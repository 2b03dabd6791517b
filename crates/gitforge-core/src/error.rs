//! Error types for gitforge-tools.

use thiserror::Error;

/// Main error type for gitforge operations.
#[derive(Error, Debug)]
pub enum Error {
    /// HTTP request failed before a response was received
    #[error("HTTP error: {0}")]
    Http(String),

    /// Forge API returned a failure status
    #[error("API error {status}: {message}")]
    Api { status: u16, message: String },

    /// A tool call carried missing or malformed arguments
    #[error("{0}")]
    InvalidArguments(String),

    /// No registered tool matches the requested name
    #[error("unknown tool: {0}")]
    UnknownTool(String),

    /// Serialization/deserialization failed
    #[error("Serialization error: {0}")]
    Serialization(#[from] serde_json::Error),

    /// Configuration error
    #[error("Configuration error: {0}")]
    Config(String),

    /// Generic error
    #[error("{0}")]
    Other(#[from] anyhow::Error),
}

impl Error {
    /// Build an [`Error::InvalidArguments`] naming a required parameter.
    pub fn required(name: &str) -> Self {
        Error::InvalidArguments(format!("{name} is required"))
    }
}

/// Result type alias for gitforge operations.
pub type Result<T> = std::result::Result<T, Error>;
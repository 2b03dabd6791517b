//! End-to-end tests for the MCP request loop against a mock forge
//! backend: lines in, lines out, real HTTP in between.

use std::io::{Cursor, Write};
use std::sync::{Arc, Mutex};

use gitforge_api::ApiClient;
use gitforge_core::ForgeApi;
use gitforge_mcp::{McpServer, Transport};
use httpmock::prelude::*;
use serde_json::{json, Value};

struct SharedWriter(Arc<Mutex<Vec<u8>>>);

impl Write for SharedWriter {
    fn write(&mut self, buf: &[u8]) -> std::io::Result<usize> {
        self.0.lock().unwrap().extend_from_slice(buf);
        Ok(buf.len())
    }
    fn flush(&mut self) -> std::io::Result<()> {
        Ok(())
    }
}

/// Feed `input` through a server wired to the given backend and return
/// the parsed output lines.
async fn run_session(
    backend_url: &str,
    default_owner: Option<&str>,
    default_repo: Option<&str>,
    input: &str,
) -> Vec<Value> {
    let client: Arc<dyn ForgeApi> = Arc::new(ApiClient::new(backend_url, "test-token"));
    let buffer = Arc::new(Mutex::new(Vec::new()));
    let transport = Transport::new(
        Box::new(Cursor::new(input.to_string())),
        Box::new(SharedWriter(buffer.clone())),
    );

    let mut server = McpServer::new(
        client,
        default_owner.map(str::to_string),
        default_repo.map(str::to_string),
        transport,
    );
    server.run().await.unwrap();

    let output = String::from_utf8(buffer.lock().unwrap().clone()).unwrap();
    output
        .lines()
        .map(|line| serde_json::from_str(line).unwrap())
        .collect()
}

#[tokio::test]
async fn list_labels_with_injected_defaults() {
    let backend = MockServer::start_async().await;
    let mock = backend
        .mock_async(|when, then| {
            when.method(GET)
                .path("/api/v1/repos/acme/widgets/labels")
                .header("Authorization", "token test-token");
            then.status(200)
                .json_body(json!([{"id": 1, "name": "bug", "color": "ee0701"}]));
        })
        .await;

    let input = r#"{"jsonrpc":"2.0","id":1,"method":"tools/call","params":{"name":"list_labels","arguments":{}}}"#;
    let responses = run_session(&backend.base_url(), Some("acme"), Some("widgets"), input).await;

    mock.assert_async().await;
    assert_eq!(responses.len(), 1);
    assert_eq!(responses[0]["id"], 1);
    assert!(responses[0].get("error").is_none());
    assert!(responses[0]["result"].get("isError").is_none());
    let text = responses[0]["result"]["content"][0]["text"].as_str().unwrap();
    assert!(text.contains("\"bug\""));
}

#[tokio::test]
async fn caller_owner_wins_over_default() {
    let backend = MockServer::start_async().await;
    let mock = backend
        .mock_async(|when, then| {
            when.method(GET).path("/api/v1/repos/other/widgets/labels");
            then.status(200).json_body(json!([]));
        })
        .await;

    let input = r#"{"jsonrpc":"2.0","id":1,"method":"tools/call","params":{"name":"list_labels","arguments":{"owner":"other"}}}"#;
    let responses = run_session(&backend.base_url(), Some("acme"), Some("widgets"), input).await;

    mock.assert_async().await;
    assert_eq!(responses.len(), 1);
    assert!(responses[0].get("error").is_none());
}

#[tokio::test]
async fn protected_column_delete_is_a_tool_level_failure() {
    let backend = MockServer::start_async().await;
    backend
        .mock_async(|when, then| {
            when.method(DELETE)
                .path("/api/v1/repos/acme/widgets/projects/1/columns/5");
            then.status(403)
                .json_body(json!({"message": "cannot delete the default column"}));
        })
        .await;

    let input = r#"{"jsonrpc":"2.0","id":2,"method":"tools/call","params":{"name":"delete_project_column","arguments":{"project_id":1,"column_id":5}}}"#;
    let responses = run_session(&backend.base_url(), Some("acme"), Some("widgets"), input).await;

    assert_eq!(responses.len(), 1);
    assert_eq!(responses[0]["id"], 2);
    // RPC-level success framing with a flagged tool failure inside
    assert!(responses[0].get("error").is_none());
    assert_eq!(responses[0]["result"]["isError"], true);
    let text = responses[0]["result"]["content"][0]["text"].as_str().unwrap();
    assert!(text.contains("cannot delete"));
    assert!(text.contains("403"));
}

#[tokio::test]
async fn notifications_are_never_answered() {
    let backend = MockServer::start_async().await;

    // Unknown method, failing tool call, and a plain notification:
    // none carry an id, so none may produce output.
    let input = concat!(
        r#"{"jsonrpc":"2.0","method":"notifications/initialized"}"#,
        "\n",
        r#"{"jsonrpc":"2.0","method":"no/such/method"}"#,
        "\n",
        r#"{"jsonrpc":"2.0","method":"tools/call","params":{"name":"get_issue","arguments":{}}}"#,
        "\n",
    );
    let responses = run_session(&backend.base_url(), Some("acme"), Some("widgets"), input).await;

    assert!(responses.is_empty());
}

#[tokio::test]
async fn malformed_line_yields_parse_error_without_id() {
    let backend = MockServer::start_async().await;

    let input = concat!(
        "this is not json\n",
        r#"{"jsonrpc":"2.0","id":7,"method":"tools/list"}"#,
        "\n",
    );
    let responses = run_session(&backend.base_url(), None, None, input).await;

    // The broken line is answered anyway: no id could be recovered, so
    // the parse-error response carries none.
    assert_eq!(responses.len(), 2);
    assert_eq!(responses[0]["error"]["code"], -32700);
    assert!(responses[0].get("id").is_none());

    // The loop keeps going afterwards
    assert_eq!(responses[1]["id"], 7);
    assert!(responses[1]["result"]["tools"].is_array());
}

#[tokio::test]
async fn responses_come_back_in_input_order() {
    let backend = MockServer::start_async().await;
    backend
        .mock_async(|when, then| {
            when.method(GET).path("/api/v1/repos/acme/widgets/labels");
            then.status(200).json_body(json!([]));
        })
        .await;

    let input = concat!(
        r#"{"jsonrpc":"2.0","id":1,"method":"initialize","params":{"protocolVersion":"2025-03-26","capabilities":{},"clientInfo":{"name":"test","version":"0.0.1"}}}"#,
        "\n",
        r#"{"jsonrpc":"2.0","id":"two","method":"tools/list"}"#,
        "\n",
        r#"{"jsonrpc":"2.0","id":3,"method":"tools/call","params":{"name":"list_labels","arguments":{}}}"#,
        "\n",
        r#"{"jsonrpc":"2.0","id":4,"method":"bogus"}"#,
        "\n",
    );
    let responses = run_session(&backend.base_url(), Some("acme"), Some("widgets"), input).await;

    assert_eq!(responses.len(), 4);
    assert_eq!(responses[0]["id"], 1);
    assert_eq!(responses[0]["result"]["serverInfo"]["name"], "gitforge-mcp");
    assert_eq!(responses[1]["id"], "two");
    assert_eq!(responses[2]["id"], 3);
    assert_eq!(responses[3]["id"], 4);
    assert_eq!(responses[3]["error"]["code"], -32601);
    assert!(responses[3]["error"]["message"]
        .as_str()
        .unwrap()
        .contains("bogus"));
}

#[tokio::test]
async fn unknown_tool_is_not_a_tool_result() {
    let backend = MockServer::start_async().await;

    let input = r#"{"jsonrpc":"2.0","id":9,"method":"tools/call","params":{"name":"not_a_tool","arguments":{}}}"#;
    let responses = run_session(&backend.base_url(), Some("acme"), Some("widgets"), input).await;

    assert_eq!(responses.len(), 1);
    assert!(responses[0].get("result").is_none());
    assert_eq!(responses[0]["error"]["code"], -32603);
    assert_eq!(responses[0]["error"]["message"], "unknown tool: not_a_tool");
}

#[tokio::test]
async fn missing_required_parameter_names_it() {
    let backend = MockServer::start_async().await;

    let input = r#"{"jsonrpc":"2.0","id":5,"method":"tools/call","params":{"name":"create_issue","arguments":{}}}"#;
    let responses = run_session(&backend.base_url(), Some("acme"), Some("widgets"), input).await;

    assert_eq!(responses.len(), 1);
    assert!(responses[0].get("error").is_none());
    assert_eq!(responses[0]["result"]["isError"], true);
    assert_eq!(
        responses[0]["result"]["content"][0]["text"],
        "Error: title is required"
    );
}

#[tokio::test]
async fn backend_failure_text_reaches_the_caller() {
    let backend = MockServer::start_async().await;
    backend
        .mock_async(|when, then| {
            when.method(GET).path("/api/v1/repos/acme/widgets/issues/42");
            then.status(404).body("issue does not exist");
        })
        .await;

    let input = r#"{"jsonrpc":"2.0","id":6,"method":"tools/call","params":{"name":"get_issue","arguments":{"index":42}}}"#;
    let responses = run_session(&backend.base_url(), Some("acme"), Some("widgets"), input).await;

    assert_eq!(responses.len(), 1);
    assert_eq!(responses[0]["result"]["isError"], true);
    let text = responses[0]["result"]["content"][0]["text"].as_str().unwrap();
    assert!(text.contains("404"));
    assert!(text.contains("issue does not exist"));
}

* **ACTIVITY**:
Word search in the records above: please count the lines holding "does" and state the count alone.

* **YOUR SOLUTION**:
2